Diante desta realidade complexa, que a mídia intensificou em nossa mente, a saída é olharmos para nós, nossa saúde física, mental, emocional. Indignar-se com as notícias não é verdadeiramente o que fará a diferença, o importante é saber o que cada um de nós vai fazer com estas imagens e informações que invadem nosso dia a dia, por vezes nos consolando, por outras nos agredindo.

Descobrir o que nos move, o que provoca amor ou dor e o que isso faz com nossas vidas, nossa saúde e com aqueles com quem nos relacionamos, é o melhor desafio diário que alguém pode ter.

Eu, sinceramente, muitas vezes, prefiro não saber de algumas notícias, embora jornalista.
Sei que, em alguns casos, não terei controle sobre o que aquela imagem ou informação vai provocar no meu emocional, então simplesmente prefiro não saber. Nossa sociedade valoriza demais aqueles que acumulam toneladas de informações superficiais sobre tudo, mas isso criou muitos homens dispersos, ansiosos, descontrolados emocionalmente, confusos mentalmente, agressivos, egoístas etc. É importante lembrar que toda a agressividade que se apresenta existe de forma latente em todos nós, o que precisamos é, sabendo disso, escolher o que faremos a seguir.

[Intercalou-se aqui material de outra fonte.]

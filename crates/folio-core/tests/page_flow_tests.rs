use folio_core::choreography::{self, Choreography};
use folio_core::contact::SUBMIT_DELAY;
use folio_core::{
    Action, Anchor, AnimationSpec, ContactForm, Field, NavController, Portfolio, Property, Props,
    RecordingStage, ScrollTracker, Sections, Sequencer, StaticViewport, SubmitRejected,
    ViewportObserver, ViewportTrigger,
};

fn page() -> StaticViewport {
    StaticViewport::stacked(
        &[
            ("hero", 900.0),
            ("about", 800.0),
            ("projects", 1200.0),
            ("skills", 1000.0),
            ("contact", 900.0),
        ],
        800.0,
    )
}

fn tracker() -> ScrollTracker {
    ScrollTracker::with_defaults(Sections::portfolio())
}

#[test]
fn test_offsets_inside_one_section_report_it() {
    let mut viewport = page();
    let mut tracker = tracker();

    // Band for a section starting at document top T with height H:
    // T - 100 <= offset + 100 < T - 100 + H
    let cases = [
        (0.0, "hero"),
        (650.0, "hero"),
        (900.0, "about"),
        (1600.0, "projects"),
        (2750.0, "skills"),
        (3800.0, "contact"),
    ];
    for (offset, expected) in cases {
        viewport.scroll_to(offset);
        tracker.update(&viewport);
        assert_eq!(tracker.active(), expected, "offset {}", offset);
    }
}

#[test]
fn test_gaps_keep_previous_section() {
    let mut viewport = StaticViewport::new(800.0);
    viewport.place("hero", 0.0, 900.0);
    viewport.place("about", 1400.0, 800.0);
    let mut tracker = tracker();

    viewport.scroll_to(1000.0);
    tracker.update(&viewport);
    assert_eq!(tracker.active(), "hero");

    viewport.scroll_to(1300.0);
    tracker.update(&viewport);
    assert_eq!(tracker.active(), "about");

    // Past the last laid-out section
    viewport.scroll_to(5000.0);
    assert!(tracker.update(&viewport).is_none());
    assert_eq!(tracker.active(), "about");
}

#[test]
fn test_navigation_marks_section_active_synchronously() {
    let viewport = page();
    let mut nav = NavController::new(tracker());
    for section in ["about", "projects", "skills", "contact", "hero"] {
        assert!(nav.navigate(section, &viewport, 0.0).is_some());
        assert_eq!(nav.active(), section);
    }
}

#[test]
fn test_load_with_skills_fragment() {
    let mut viewport = page();
    let mut nav = NavController::new(tracker());

    let scroll = nav.navigate_to_fragment("#skills", &viewport, 0.0).unwrap();
    assert!(nav.is_active("skills"));

    // Run the smooth scroll to completion, feeding scroll events as it goes
    let mut elapsed = 0.0;
    while !scroll.is_finished(elapsed) {
        elapsed += 1.0 / 60.0;
        viewport.scroll_to(scroll.offset_at(elapsed));
        nav.on_scroll(&viewport, elapsed);
    }

    assert_eq!(viewport.scroll_offset(), scroll.to);
    assert_eq!(nav.active(), "skills");
    let highlighted: Vec<_> = nav
        .items()
        .into_iter()
        .filter(|item| item.is_active)
        .map(|item| item.section.label.clone())
        .collect();
    assert_eq!(highlighted, vec!["Skills".to_string()]);
}

#[test]
fn test_viewport_enter_animation_is_idempotent() {
    let run = |enter_twice: bool| {
        let mut viewport = page();
        let mut stage = RecordingStage::new();
        let mut sequencer = Sequencer::new();
        let trigger = ViewportTrigger::new("about", Anchor::top(0.7)).end(Anchor::bottom(0.3));
        sequencer.add(
            AnimationSpec::from_to(
                ["about-text"],
                Props::new().with(Property::X, 100.0).with(Property::Opacity, 0.0),
                Props::new().with(Property::X, 0.0).with(Property::Opacity, 1.0),
            )
            .duration(1.0)
            .trigger(trigger.into()),
        );
        sequencer.mount();
        sequencer.render_initial(&mut stage);

        viewport.scroll_to(600.0);
        sequencer.observe(&viewport);
        sequencer.tick(0.4, &mut stage);
        if enter_twice {
            // Still inside the band: no new crossing
            viewport.scroll_to(650.0);
            sequencer.observe(&viewport);
        }
        sequencer.tick(2.0, &mut stage);
        stage.get("about-text").cloned()
    };

    let once = run(false).unwrap();
    assert_eq!(once.get(Property::Opacity), Some(1.0));
    assert_eq!(run(true), Some(once));
}

#[test]
fn test_contact_submit_cycle() {
    let mut form = ContactForm::new();
    form.set(Field::Name, "Grace");
    form.set(Field::Email, "grace@example.com");
    form.set(Field::Subject, "Project");
    form.set(Field::Message, "Hello there");

    let ticket = form.begin_submit().unwrap();
    assert!(form.is_submitting());
    assert!(!form.can_submit());
    assert_eq!(SUBMIT_DELAY.as_secs(), 2);

    form.finish_submit(ticket);
    assert!(!form.is_submitting());
    for field in Field::ALL {
        assert_eq!(form.get(field), "");
    }
}

#[test]
fn test_empty_message_never_submits() {
    let mut form = ContactForm::new();
    form.set(Field::Name, "Grace");
    form.set(Field::Email, "grace@example.com");
    form.set(Field::Subject, "Project");

    assert_eq!(
        form.begin_submit().unwrap_err(),
        SubmitRejected::MissingFields(vec![Field::Message])
    );
    assert!(!form.is_submitting());
}

#[test]
fn test_full_page_choreography() {
    let portfolio = Portfolio::builtin().unwrap();
    let choreography = Choreography::for_portfolio(&portfolio);
    let mut sequencer = Sequencer::new();
    let registered = choreography.register(&mut sequencer);
    let mut stage = RecordingStage::new();
    let mut viewport = page();

    sequencer.render_initial(&mut stage);
    let title = stage.get(choreography::HERO_TITLE).unwrap();
    assert_eq!(title.get(Property::Opacity), Some(0.0));
    // Manual micro-interactions stay untouched until used
    assert!(stage.get(&choreography::project_card_body(0)).is_none());

    sequencer.mount();
    sequencer.tick(2.0, &mut stage);
    let title = stage.get(choreography::HERO_TITLE).unwrap();
    assert_eq!(title.get(Property::Opacity), Some(1.0));
    assert_eq!(title.get(Property::Y), Some(0.0));
    // The float keeps the hero moving
    assert!(sequencer.is_animating());

    viewport.scroll_to(600.0);
    sequencer.observe(&viewport);
    sequencer.tick(1.5, &mut stage);
    let text = stage.get(choreography::ABOUT_TEXT).unwrap();
    assert_eq!(text.get(Property::X), Some(0.0));

    sequencer.apply(registered.project_hover[2], Action::Play);
    sequencer.tick(0.3, &mut stage);
    let body = stage.get(&choreography::project_card_body(2)).unwrap();
    assert!((body.get(Property::Y).unwrap() + 10.0).abs() < 1e-9);

    sequencer.kill_all();
    let writes = stage.writes();
    sequencer.tick(1.0, &mut stage);
    assert_eq!(stage.writes(), writes);
}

A mídia nos educa a todo momento, consciente ou inconscientemente, mas as instituições que produzem seu conteúdo nem sempre têm compromisso com esta função 'educativa' e, assim, nós temos que assumir este papel, sermos capazes de discernir entre o que é essencial para sermos pessoas melhores e o que nos torna doentes - física, mental ou emocionalmente. Esta é a simplicidade complexa: estar presente, consciente em cada escolha que fazemos, escolher cada imagem e informação a que teremos acesso, diariamente, para que, no longo prazo, o efeito cumulativo seja positivo para nossa qualidade de vida e daqueles que nos cercam.